Protectionists spar with free traders in safeguard spat

Masayashi Kanabayashi

The struggle between protectionists and free traders is intensifying in Japan. In late April, the government invoked import safeguards—a combination of quotas and duties—under World Trade Organisation rules against some agricultural products, mainly from China. The move came after pressure from Japanese farmers, who complained that the products were flooding the market and forcing prices down. Yet the move has encouraged other industries to follow suit. Indeed, this growing protectionist sentiment has also put free traders on alert.

An advisory body of the country’s trade minister warned in early May that protectionism isn’t in Japan’s interests and called for stringent screening of any applications for importation safeguard protections. “Safeguard steps should be invoked (only) if there are prospects that the industry will be able to restore international competitiveness, while the step is in effect, or domestic adjustment in the industry will be carried out,” said a statement issued by the Industrial Structure Council, an advisory body to Japan’s trade minister.

The council, expressing strong opposition to trade-restrictions that are too easily imposed, also stressed that Japan “is one of the countries that is benefiting the most from a free-trade system, and the further promotion and strengthening of this system is the basic policy line of our country.”

Heizo Takenaka, minister of state for economic and fiscal policy, has urged that the Ministry of Agriculture, Fisheries and Forestry apply strict scrutiny to applications for safeguards. At a recent lecture to Japanese agriculture ministry officials, Mr Takenaka likened the import safeguards to lending fresh money to dead-beat companies, according to Japanese news reports.

Concern is rising over the increasing protectionist sentiment in the private sector, too. The Nihon Keizai newspaper, Japan’s leading economic daily, for example, argued in a recent editorial that if Japan is seen as leaning toward protectionism, it may impede the progress of discussions over a free-trade agreement for Asia, which the Japanese government is considering initiating.

Last month, Japan invoked import safeguards against Chinese-grown leeks and mushrooms, as well as rushes, which are used to make tatami mats, marking the first time the country has used the WTO safeguards clause. Towel makers and necktie producers called for safeguards against imports from China earlier this year.

Now, Japan’s bicycle makers say they too are victims of a surge in imports from China.
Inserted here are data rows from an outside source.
//! Relational store for Skribent.
//!
//! Four durable tables (keywords, videos, transcripts, articles) plus the
//! orchestrator's run bookkeeping. The store is the single source of truth
//! and the synchronization point across concurrent units of work:
//! uniqueness invariants are enforced here with check-and-insert under a
//! transaction, backed by partial unique indexes.

mod sqlite;

pub use sqlite::SqliteStore;

use crate::generate::{ArticleStyle, SeoMetadata};
use crate::transcript::CoverageGap;
use chrono::{DateTime, Utc};
use serde::{Deserialize, Serialize};
use uuid::Uuid;

/// A trending keyword row. Identity is (platform, region, keyword, bucket);
/// only rank and score may change after creation.
#[derive(Debug, Clone)]
pub struct KeywordRecord {
    pub id: Uuid,
    pub keyword: String,
    pub rank: i64,
    pub score: i64,
    pub platform: String,
    pub region: String,
    pub metadata: serde_json::Value,
    /// Day bucket (YYYY-MM-DD) the keyword was observed in.
    pub bucket: String,
    pub created_at: DateTime<Utc>,
    pub updated_at: DateTime<Utc>,
}

/// Insert payload for a keyword.
#[derive(Debug, Clone)]
pub struct NewKeyword {
    pub keyword: String,
    pub rank: i64,
    pub score: i64,
    pub platform: String,
    pub region: String,
    pub metadata: serde_json::Value,
    pub bucket: String,
}

/// A video row. One row per distinct YouTube id; engagement counters are
/// refreshable, content fields immutable.
#[derive(Debug, Clone)]
pub struct VideoRecord {
    pub id: Uuid,
    pub keyword_id: Uuid,
    pub youtube_id: String,
    pub title: String,
    pub category: String,
    pub url: String,
    pub thumbnail_url: Option<String>,
    pub duration_seconds: i64,
    pub views: i64,
    pub likes: i64,
    pub comments: i64,
    pub language: String,
    /// Path of the downloaded media artifact, once verified.
    pub media_path: Option<String>,
    /// Set only after the artifact passed integrity verification.
    pub media_complete: bool,
    pub created_at: DateTime<Utc>,
    pub updated_at: DateTime<Utc>,
}

/// Insert payload for a video.
#[derive(Debug, Clone)]
pub struct NewVideo {
    pub keyword_id: Uuid,
    pub youtube_id: String,
    pub title: String,
    pub category: String,
    pub url: String,
    pub thumbnail_url: Option<String>,
    pub duration_seconds: i64,
    pub views: i64,
    pub likes: i64,
    pub comments: i64,
    pub language: String,
}

/// Where a transcript's text came from.
#[derive(Debug, Clone, Copy, PartialEq, Eq, Serialize, Deserialize)]
#[serde(rename_all = "lowercase")]
pub enum TranscriptSource {
    Captions,
    Stt,
}

impl std::fmt::Display for TranscriptSource {
    fn fmt(&self, f: &mut std::fmt::Formatter<'_>) -> std::fmt::Result {
        match self {
            TranscriptSource::Captions => write!(f, "captions"),
            TranscriptSource::Stt => write!(f, "stt"),
        }
    }
}

impl std::str::FromStr for TranscriptSource {
    type Err = String;

    fn from_str(s: &str) -> std::result::Result<Self, Self::Err> {
        match s {
            "captions" => Ok(TranscriptSource::Captions),
            "stt" => Ok(TranscriptSource::Stt),
            other => Err(format!("Unknown transcript source: {}", other)),
        }
    }
}

/// A transcript row. At most one non-stale row per (video, language);
/// superseding marks the old row stale, never deletes it.
#[derive(Debug, Clone)]
pub struct TranscriptRecord {
    pub id: Uuid,
    pub video_id: Uuid,
    pub text: String,
    pub language: String,
    pub source: TranscriptSource,
    pub low_confidence: bool,
    pub coverage_gaps: Vec<CoverageGap>,
    pub stale: bool,
    pub created_at: DateTime<Utc>,
    pub updated_at: DateTime<Utc>,
}

/// Insert payload for a transcript.
#[derive(Debug, Clone)]
pub struct NewTranscript {
    pub video_id: Uuid,
    pub text: String,
    pub language: String,
    pub source: TranscriptSource,
    pub low_confidence: bool,
    pub coverage_gaps: Vec<CoverageGap>,
}

/// An article row. The (keyword, video, transcript) triple must be mutually
/// consistent; content is immutable once created, regeneration supersedes.
#[derive(Debug, Clone)]
pub struct ArticleRecord {
    pub id: Uuid,
    pub keyword_id: Uuid,
    pub video_id: Uuid,
    pub transcript_id: Uuid,
    pub style: ArticleStyle,
    pub article_language: String,
    pub title: String,
    pub content: String,
    pub tags: Vec<String>,
    pub seo_metadata: SeoMetadata,
    pub published: bool,
    pub superseded: bool,
    pub created_at: DateTime<Utc>,
    pub updated_at: DateTime<Utc>,
}

/// Insert payload for an article.
#[derive(Debug, Clone)]
pub struct NewArticle {
    pub keyword_id: Uuid,
    pub video_id: Uuid,
    pub transcript_id: Uuid,
    pub style: ArticleStyle,
    pub article_language: String,
    pub title: String,
    pub content: String,
    pub tags: Vec<String>,
    pub seo_metadata: SeoMetadata,
}

/// Orchestrator bookkeeping for one unit of work.
#[derive(Debug, Clone)]
pub struct PipelineRunRecord {
    pub id: Uuid,
    pub video_id: Uuid,
    pub styles: Vec<ArticleStyle>,
    pub language: String,
    pub stage: crate::pipeline::Stage,
    pub failed_stage: Option<String>,
    pub error: Option<String>,
    /// Serialized AnalyzedContent, persisted before generation fan-out.
    pub analysis_json: Option<String>,
    pub created_at: DateTime<Utc>,
    pub updated_at: DateTime<Utc>,
}
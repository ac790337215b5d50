//! Media acquisition for Skribent.
//!
//! Fetches a video's metadata, media stream, and native captions through
//! a `MediaSource` collaborator (yt-dlp in production), verifies artifact
//! integrity, and records the result on the video row.

mod acquirer;
mod audio;
mod youtube;

pub use acquirer::MediaAcquirer;
pub use audio::{extract_audio, probe_duration, split_audio};
pub use youtube::YtDlpSource;

use crate::error::Result;
use crate::store::VideoRecord;
use async_trait::async_trait;
use std::path::{Path, PathBuf};

/// Metadata for an external video, as reported by the source.
#[derive(Debug, Clone)]
pub struct VideoMetadata {
    pub youtube_id: String,
    pub title: String,
    pub category: String,
    pub url: String,
    pub thumbnail_url: Option<String>,
    pub duration_seconds: i64,
    pub views: i64,
    pub likes: i64,
    pub comments: i64,
    pub language: String,
}

/// A native caption track written next to the media artifact.
#[derive(Debug, Clone)]
pub struct CaptionTrack {
    pub language: String,
    pub path: PathBuf,
}

/// Result of downloading media for one video.
#[derive(Debug, Clone)]
pub struct DownloadedMedia {
    pub media_path: PathBuf,
    pub captions: Vec<CaptionTrack>,
    /// Filesize the source reported before download, if any. Used for
    /// integrity verification.
    pub expected_size: Option<u64>,
}

/// Everything the pipeline needs from a completed acquisition.
#[derive(Debug, Clone)]
pub struct MediaBundle {
    pub video: VideoRecord,
    pub media_path: PathBuf,
    pub captions: Vec<CaptionTrack>,
}

impl MediaBundle {
    /// The caption track for a language, if the source provided one.
    /// Matches on the primary subtag so "en-US" satisfies "en".
    pub fn caption_for(&self, language: &str) -> Option<&CaptionTrack> {
        let want = primary_subtag(language);
        self.captions
            .iter()
            .find(|c| primary_subtag(&c.language) == want)
    }
}

/// The primary language subtag ("en" from "en-US").
pub fn primary_subtag(language: &str) -> &str {
    language.split(['-', '_']).next().unwrap_or(language)
}

/// Trait for video platforms the acquirer can pull from.
#[async_trait]
pub trait MediaSource: Send + Sync {
    /// Extract the canonical external id from a URL or bare id.
    fn extract_id(&self, input: &str) -> Option<String>;

    /// Fetch metadata without downloading media.
    async fn fetch_metadata(&self, youtube_id: &str) -> Result<VideoMetadata>;

    /// Download the media stream and any native captions into `dest_dir`.
    async fn download(&self, youtube_id: &str, dest_dir: &Path) -> Result<DownloadedMedia>;
}

/// Convert an ISO 8601 duration ("PT1H2M10S") to seconds. Some metadata
/// sources report durations in this form rather than as a number.
pub fn parse_iso8601_duration(duration: &str) -> Option<i64> {
    let rest = duration.strip_prefix("PT")?;
    let mut seconds: i64 = 0;
    let mut number = String::new();

    for ch in rest.chars() {
        if ch.is_ascii_digit() {
            number.push(ch);
            continue;
        }
        let value: i64 = number.parse().ok()?;
        number.clear();
        match ch {
            'H' => seconds += value * 3600,
            'M' => seconds += value * 60,
            'S' => seconds += value,
            _ => return None,
        }
    }

    if number.is_empty() {
        Some(seconds)
    } else {
        None
    }
}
In mid-May, they confirmed reports that they will seek government protection from imports. “If the situation is left unchecked, the existence of domestic producers would be jeopardised,” says Toyokazu Kawaguchi, a spokesman for the Bicycle Association (Japan).

According to the bicycle association, national sales have stagnated at less than 10 million bicycles a year in recent years, but Japan’s bicycle imports have been rising sharply, with China rolling into the lead. Japan exported more than one million bikes a year in late 1960s and early 1970s, but sells almost none overseas today.

The price of Chinese-made bicycles is the big attraction. Supermarket chains and other retailers often use them as loss leaders, selling them for less than 10,000 yen ($83). Bicycles made in Japan often cost 20,000 yen or more.

The Bicycle Association will ask the Ministry of Economy, Trade and Industry to invoke bike-import safeguards as soon as it finishes compiling data to be submitted to the government agency, the spokesman said. He declined to specify when that might happen.